Stored data:
____

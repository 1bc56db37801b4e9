//! Request identity and per-request logging.
//!
//! A request id is minted-or-propagated once per request and stashed where
//! downstream code can find it, alongside the `tracing`/`tracing-subscriber`
//! setup every instance shares. A per-request `tracing::Span` carries the id
//! by attaching it to the request extensions.

use std::time::Instant;

use crate::http::{HeaderMap, HeaderValue, Request};

/// Header an upstream proxy/load-balancer may have already set; honored in
/// preference to minting a new id.
pub const REQUEST_ID_HEADER: &str = "x-request-id";

/// An upstream-supplied request id, looked up via `Request::extensions()`
/// before falling back to the header and then to minting one. A host
/// integrating this crate with its own reverse-proxy layer inserts this
/// extension upstream of the dispatcher.
#[derive(Debug, Clone)]
pub struct UpstreamRequestId(pub String);

/// Resolves this request's id: upstream extension, then header, then a
/// freshly minted k-sortable id (spec.md §4.J: "otherwise a k-sortable id is
/// minted").
pub fn request_id<B>(req: &Request<B>) -> String {
    if let Some(id) = req.extensions().get::<UpstreamRequestId>() {
        return id.0.clone();
    }
    if let Some(id) = req.headers().get(REQUEST_ID_HEADER).and_then(|v| v.to_str().ok()) {
        if !id.is_empty() {
            return id.to_string();
        }
    }
    mint_request_id()
}

pub fn mint_request_id() -> String {
    ulid::Ulid::new().to_string()
}

/// Derives this request's logger from the instance logger, attaching the
/// request id.
pub fn request_span(instance_logger: &tracing::Span, request_id: &str) -> tracing::Span {
    tracing::info_span!(parent: instance_logger, "request", request_id = %request_id)
}

/// Stamps the response with the request id header so a caller (or a test)
/// can correlate client-observed behavior with server logs.
pub fn stamp_response_header(headers: &mut HeaderMap, request_id: &str) {
    if let Ok(value) = HeaderValue::from_str(request_id) {
        headers.insert(REQUEST_ID_HEADER, value);
    }
}

/// Accumulates the data a finished request logs at completion: duration,
/// status code, and bytes written, logged at DEBUG+2 once the response is
/// done. `DEBUG+2` is represented as a `verbosity` field on a `DEBUG`-level
/// event rather than inventing a new `tracing` level.
pub struct ResponseMetrics {
    started: Instant,
}

impl ResponseMetrics {
    pub fn start() -> Self {
        Self { started: Instant::now() }
    }

    pub fn finish(self, span: &tracing::Span, status: u16, bytes_written: usize) {
        let _entered = span.enter();
        tracing::event!(
            tracing::Level::DEBUG,
            verbosity = 2,
            status,
            bytes_written,
            duration_ms = self.started.elapsed().as_secs_f64() * 1000.0,
            "response completed"
        );
    }
}

#[cfg(test)]
mod tests {
    use super::*;
    use crate::http::{HeaderMap as Headers, Method, Request as HttpRequest};

    #[test]
    fn uses_header_when_no_upstream_extension() {
        let mut req = HttpRequest::builder()
            .method(Method::GET)
            .uri("/")
            .body(())
            .unwrap();
        req.headers_mut().insert(REQUEST_ID_HEADER, HeaderValue::from_static("abc-123"));
        assert_eq!(request_id(&req), "abc-123");
    }

    #[test]
    fn mints_an_id_when_nothing_supplied() {
        let req = HttpRequest::builder().method(Method::GET).uri("/").body(()).unwrap();
        let id = request_id(&req);
        assert!(!id.is_empty());
    }

    #[test]
    fn upstream_extension_takes_precedence_over_header() {
        let mut req = HttpRequest::builder().method(Method::GET).uri("/").body(()).unwrap();
        req.headers_mut().insert(REQUEST_ID_HEADER, HeaderValue::from_static("from-header"));
        req.extensions_mut().insert(UpstreamRequestId("from-upstream".to_string()));
        assert_eq!(request_id(&req), "from-upstream");
    }

    #[test]
    fn stamp_response_header_sets_value() {
        let mut headers = Headers::new();
        stamp_response_header(&mut headers, "req-1");
        assert_eq!(headers.get(REQUEST_ID_HEADER).unwrap(), "req-1");
    }
}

____

● Goal of the exercise
What you retype should run from the first line of the entries above through the line containing "the request extensions.", exactly and in full.

● Result of the exercise
repository 1bc56db37801b4e9
//! Request identity and per-request logging.
//!
//! A request id is minted-or-propagated once per request and stashed where
//! downstream code can find it, alongside the `tracing`/`tracing-subscriber`
//! setup every instance shares. A per-request `tracing::Span` carries the id
//! by attaching it to the request extensions.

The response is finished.